Atop the ridge loomed a wall of green and dull metal. Spears swung down from the front ranks of the bakali host. Behind them billhooks and poleaxes cleaved the air in menacing circles. The enemy himself was not quite visible, only the seemingly impenetrable phalanx of shields and protruding spears.
Standing in his stirrups and whipping his saber around his head, Relfas led his men into the first clash. He was promptly unhorsed when his mount reared to avoid the spiny greeting the bakali had prepared. The animal toppled, and Relfas tumbled ignominiously down the slope. Around him, smarter horsemen kept low over their mounts’ necks and struck at the spearpoints with their sabers.

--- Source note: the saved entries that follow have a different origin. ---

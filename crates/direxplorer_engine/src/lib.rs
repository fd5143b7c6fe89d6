/* 📖 # What lives in direxplorer_engine?

The traversal itself and everything a caller configures it with:

- policy.rs: settings and counters, including the item limit rule
- handler.rs: the handler trait with its subscriber-list and closure variants
- engine.rs: the depth-first walk over a FileSystemGateway
- summary.rs / display.rs: human readable output
- config.rs: the `direxplorer.toml` file
*/

pub mod config;
pub mod display;
pub mod engine;
pub mod handler;
pub mod policy;
pub mod summary;

pub use config::{ExplorerConfig, load_config, parse_config, split_patterns};
pub use display::DisplayHandler;
pub use engine::{SearchCounts, TraversalEngine};
pub use handler::{ExplorerHandler, FnHandler, HandlerList};
pub use policy::TraversalPolicy;
pub use summary::Summary;
/* 📖 # Why have direxplorer_base as a separate library?
direxplorer_base provides the error handling, logging setup and the file system
gateway used across all crates. The traversal engine only ever talks to the gateway
trait, so it can be exercised against the in-memory gateway without touching disk.
*/

pub mod error;
mod error_tests;
pub mod gateway;
pub mod tracing;

// Re-export commonly used types for convenience
pub use error::{ErrorKind, ExplorerError, ExplorerResult, ResultExt};
pub use gateway::{FileSystemGateway, GatewayHandle, MockGateway, RealGateway};
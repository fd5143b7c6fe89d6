use crate::error::{ExplorerError, ExplorerResult};
pub use tracing::instrument;
pub use tracing::{debug, error, info, trace, warn};
use tracing_error::ErrorLayer;
use tracing_subscriber::EnvFilter;
use tracing_subscriber::layer::SubscriberExt;
use tracing_subscriber::util::SubscriberInitExt;

/// Installs the global subscriber.
///
/// `RUST_LOG` wins over `default_directive` when set. Log lines go to stderr so
/// that the directory listing on stdout stays clean.
pub fn init_tracing(default_directive: &str) -> ExplorerResult<()> {
    let filter = EnvFilter::try_from_default_env()
        .or_else(|_| EnvFilter::try_new(default_directive))
        .map_err(|e| {
            Box::new(ExplorerError::message(format!(
                "Invalid log filter '{}': {}",
                default_directive, e
            )))
        })?;

    tracing_subscriber::registry()
        .with(filter)
        .with(tracing_subscriber::fmt::layer().with_writer(std::io::stderr))
        .with(ErrorLayer::default())
        .try_init()
        .map_err(|e| {
            Box::new(ExplorerError::message(format!(
                "Failed to install tracing subscriber: {}",
                e
            )))
        })
}
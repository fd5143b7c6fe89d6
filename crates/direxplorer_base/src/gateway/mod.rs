/* 📖 # What is the file system gateway?

The gateway is the only place where the explorer touches the file system. It answers
three questions: what is the canonical form of a path, which files in a directory match
a pattern, and which subdirectories does a directory have.

- RealGateway answers them from disk using walkdir and globset
- MockGateway answers them from an in-memory tree, so traversal tests are deterministic

The traversal engine depends on the FileSystemGateway trait only.
*/

pub mod mock;
mod pattern;
pub mod real;
mod traits;

pub use mock::MockGateway;
pub use pattern::{MATCH_ALL, NamePattern};
pub use real::RealGateway;
pub use traits::{FileSystemGateway, GatewayHandle};
pub mod asset_map;
pub mod catalog;
pub mod config;
pub mod decoder;
pub mod dictionary;
pub mod encoder;
pub mod error;
pub mod header;
pub mod io;
pub mod meta;
pub mod pipeline;
pub mod selection;
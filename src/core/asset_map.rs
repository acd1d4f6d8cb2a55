//! Encoder inputs produced by the external map-building step
//!
//! The extraction tool emits a JSON array of asset records. Only four keys
//! matter here (`Name`, `Type`, `Source`, `Container`); everything else in a
//! record is ignored.

use crate::error::{IndexError, Result};
use serde::{Deserialize, Serialize};
use std::collections::HashMap;
use std::fs;
use std::path::Path;
use tracing::{debug, info};
use walkdir::WalkDir;

/// Byte size of every source block, keyed by block name without extension
pub type SourceSizes = HashMap<String, u64>;

/// One asset as listed by the asset map
#[derive(Debug, Clone, PartialEq, Eq, Serialize, Deserialize)]
pub struct AssetDescriptor {
    #[serde(rename = "Name")]
    pub name: String,

    #[serde(rename = "Type")]
    pub asset_type: String,

    /// Path of the block holding the asset, e.g. `.../blocks/00/00012345.blk`
    #[serde(rename = "Source")]
    pub source: String,

    #[serde(rename = "Container")]
    pub container: String,
}

impl AssetDescriptor {
    pub fn new(
        name: impl Into<String>,
        asset_type: impl Into<String>,
        source: impl Into<String>,
        container: impl Into<String>,
    ) -> Self {
        AssetDescriptor {
            name: name.into(),
            asset_type: asset_type.into(),
            source: source.into(),
            container: container.into(),
        }
    }

    /// Block name and shard folder of this asset's source
    pub fn source_ref(&self) -> Result<SourceRef> {
        SourceRef::parse(&self.source)
    }
}

/// A source path reduced to what the index stores
#[derive(Debug, Clone, PartialEq, Eq)]
pub struct SourceRef {
    /// File name up to its first `.`
    pub block: String,
    /// Numeric shard folder the block lives under
    pub folder: u8,
}

impl SourceRef {
    /// Split `.../<folder>/<block>.blk` into its block name and shard folder
    ///
    /// A bare block name has folder 0. The folder is read as a decimal
    /// number, which is how readers print it back.
    pub fn parse(source: &str) -> Result<Self> {
        let mut parts = source.rsplit(&['/', '\\'][..]);
        let file = parts.next().unwrap_or_default();
        let block = file.split('.').next().unwrap_or_default();

        if block.is_empty() {
            return Err(IndexError::InvalidDescriptor(format!(
                "source {:?} has no block name",
                source
            )));
        }

        let folder = match parts.next() {
            None | Some("") => 0,
            Some(dir) => dir.parse::<u8>().map_err(|_| {
                IndexError::InvalidDescriptor(format!(
                    "source {:?} has non-numeric shard folder {:?}",
                    source, dir
                ))
            })?,
        };

        Ok(SourceRef {
            block: block.to_string(),
            folder,
        })
    }
}

/// Load an asset map JSON file
pub fn load_asset_map<P: AsRef<Path>>(path: P) -> Result<Vec<AssetDescriptor>> {
    let path = path.as_ref();
    let raw = fs::read_to_string(path)?;
    let assets: Vec<AssetDescriptor> = serde_json::from_str(&raw)?;
    info!("Loaded {} assets from {:?}", assets.len(), path);
    Ok(assets)
}

/// Walk a blocks directory and record each file's size under its block name
///
/// Symlinked shard folders are followed.
pub fn scan_block_sizes<P: AsRef<Path>>(dir: P) -> Result<SourceSizes> {
    let dir = dir.as_ref();
    let mut sizes = SourceSizes::new();

    for entry in WalkDir::new(dir).follow_links(true) {
        let entry = entry?;
        if !entry.file_type().is_file() {
            continue;
        }

        let file_name = entry.file_name().to_string_lossy();
        let block = file_name.split('.').next().unwrap_or_default();
        if block.is_empty() {
            continue;
        }

        let size = entry.metadata()?.len();
        debug!("block {} = {} bytes", block, size);
        sizes.insert(block.to_string(), size);
    }

    info!("Scanned {} block files under {:?}", sizes.len(), dir);
    Ok(sizes)
}

#[cfg(test)]
mod tests {
    use super::*;

    #[test]
    fn test_parse_source_path() {
        let source =
            SourceRef::parse("GenshinImpact_Data/StreamingAssets/AssetBundles/blocks/07/00277271.blk")
                .unwrap();
        assert_eq!(source.block, "00277271");
        assert_eq!(source.folder, 7);
    }

    #[test]
    fn test_parse_windows_path() {
        let source = SourceRef::parse(r"C:\game\blocks\12\00012345.blk").unwrap();
        assert_eq!(source.block, "00012345");
        assert_eq!(source.folder, 12);
    }

    #[test]
    fn test_parse_bare_block_name() {
        let source = SourceRef::parse("00012345").unwrap();
        assert_eq!(source.block, "00012345");
        assert_eq!(source.folder, 0);
    }

    #[test]
    fn test_parse_hex_folder_rejected() {
        assert!(matches!(
            SourceRef::parse("blocks/0a/00012345.blk"),
            Err(IndexError::InvalidDescriptor(_))
        ));
        assert!(matches!(
            SourceRef::parse("blocks/300/00012345.blk"),
            Err(IndexError::InvalidDescriptor(_))
        ));
    }

    #[test]
    fn test_parse_empty_block_rejected() {
        assert!(SourceRef::parse("blocks/00/").is_err());
        assert!(SourceRef::parse(".blk").is_err());
    }

    #[test]
    fn test_descriptor_json_keys() {
        let json = r#"[{
            "Name": "Tree_01",
            "Container": "env/tree.ab",
            "Source": "blocks/00/00012345.blk",
            "PathID": 123456789,
            "Type": "Texture2D"
        }]"#;
        let assets: Vec<AssetDescriptor> = serde_json::from_str(json).unwrap();
        assert_eq!(
            assets[0],
            AssetDescriptor::new("Tree_01", "Texture2D", "blocks/00/00012345.blk", "env/tree.ab")
        );
    }

    #[test]
    fn test_scan_block_sizes() {
        let dir = tempfile::tempdir().unwrap();
        let shard = dir.path().join("00");
        fs::create_dir_all(&shard).unwrap();
        fs::write(shard.join("00012345.blk"), vec![0u8; 4096]).unwrap();
        fs::create_dir_all(dir.path().join("31")).unwrap();
        fs::write(dir.path().join("31").join("31000001.blk"), b"abc").unwrap();

        let sizes = scan_block_sizes(dir.path()).unwrap();
        assert_eq!(sizes.len(), 2);
        assert_eq!(sizes["00012345"], 4096);
        assert_eq!(sizes["31000001"], 3);
    }

    #[test]
    fn test_scan_nested_shards() -> Result<()> {
        let dir = tempfile::tempdir()?;
        let deep = dir.path().join("blocks").join("00").join("extra");
        fs::create_dir_all(&deep)?;
        fs::write(deep.join("00012345.blk"), vec![0u8; 10])?;

        let sizes = scan_block_sizes(dir.path())?;
        assert_eq!(sizes.len(), 1);
        assert_eq!(sizes["00012345"], 10);
        Ok(())
    }

    #[cfg(unix)]
    #[test]
    fn test_scan_follows_symlinked_shard() -> Result<()> {
        let store = tempfile::tempdir()?;
        fs::write(store.path().join("00012345.blk"), vec![0u8; 4096])?;

        let blocks = tempfile::tempdir()?;
        std::os::unix::fs::symlink(store.path(), blocks.path().join("00"))?;

        let sizes = scan_block_sizes(blocks.path())?;
        assert_eq!(sizes.get("00012345"), Some(&4096));
        assert!(!sizes.contains_key("00"));
        Ok(())
    }

    #[test]
    fn test_load_asset_map() {
        let dir = tempfile::tempdir().unwrap();
        let path = dir.path().join("hk4e5.1-map.json");
        fs::write(
            &path,
            r#"[{"Name":"a","Type":"Mesh","Source":"00/1.blk","Container":"c"}]"#,
        )
        .unwrap();

        let assets = load_asset_map(&path).unwrap();
        assert_eq!(assets.len(), 1);
        assert_eq!(assets[0].source_ref().unwrap().block, "1");
    }
}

While the front ranks jabbed at each other, the second rank of bakali waded in with hooks and axes. With these they snagged unwary riders, dragging them onto the waiting spears of other bakali.
For most of the Ergothians, this was the first time they’d seen the enemy. It was a sight not easily forgotten.
Standing two paces tall, the bakali were roughly human-shaped, with narrow, protruding chests and heavily muscled arms and legs. Brow ridges and upper lips lined with yellow horns lent them a beaked, almost bird-like appearance. Eyes were either yellow or pale green, with black, diamond-shaped pupils. Ears the bakali had not; only a hole on each side of the head. Likewise, the nose was nothing more than a small bump, with two slit nostrils, above a lipless gash.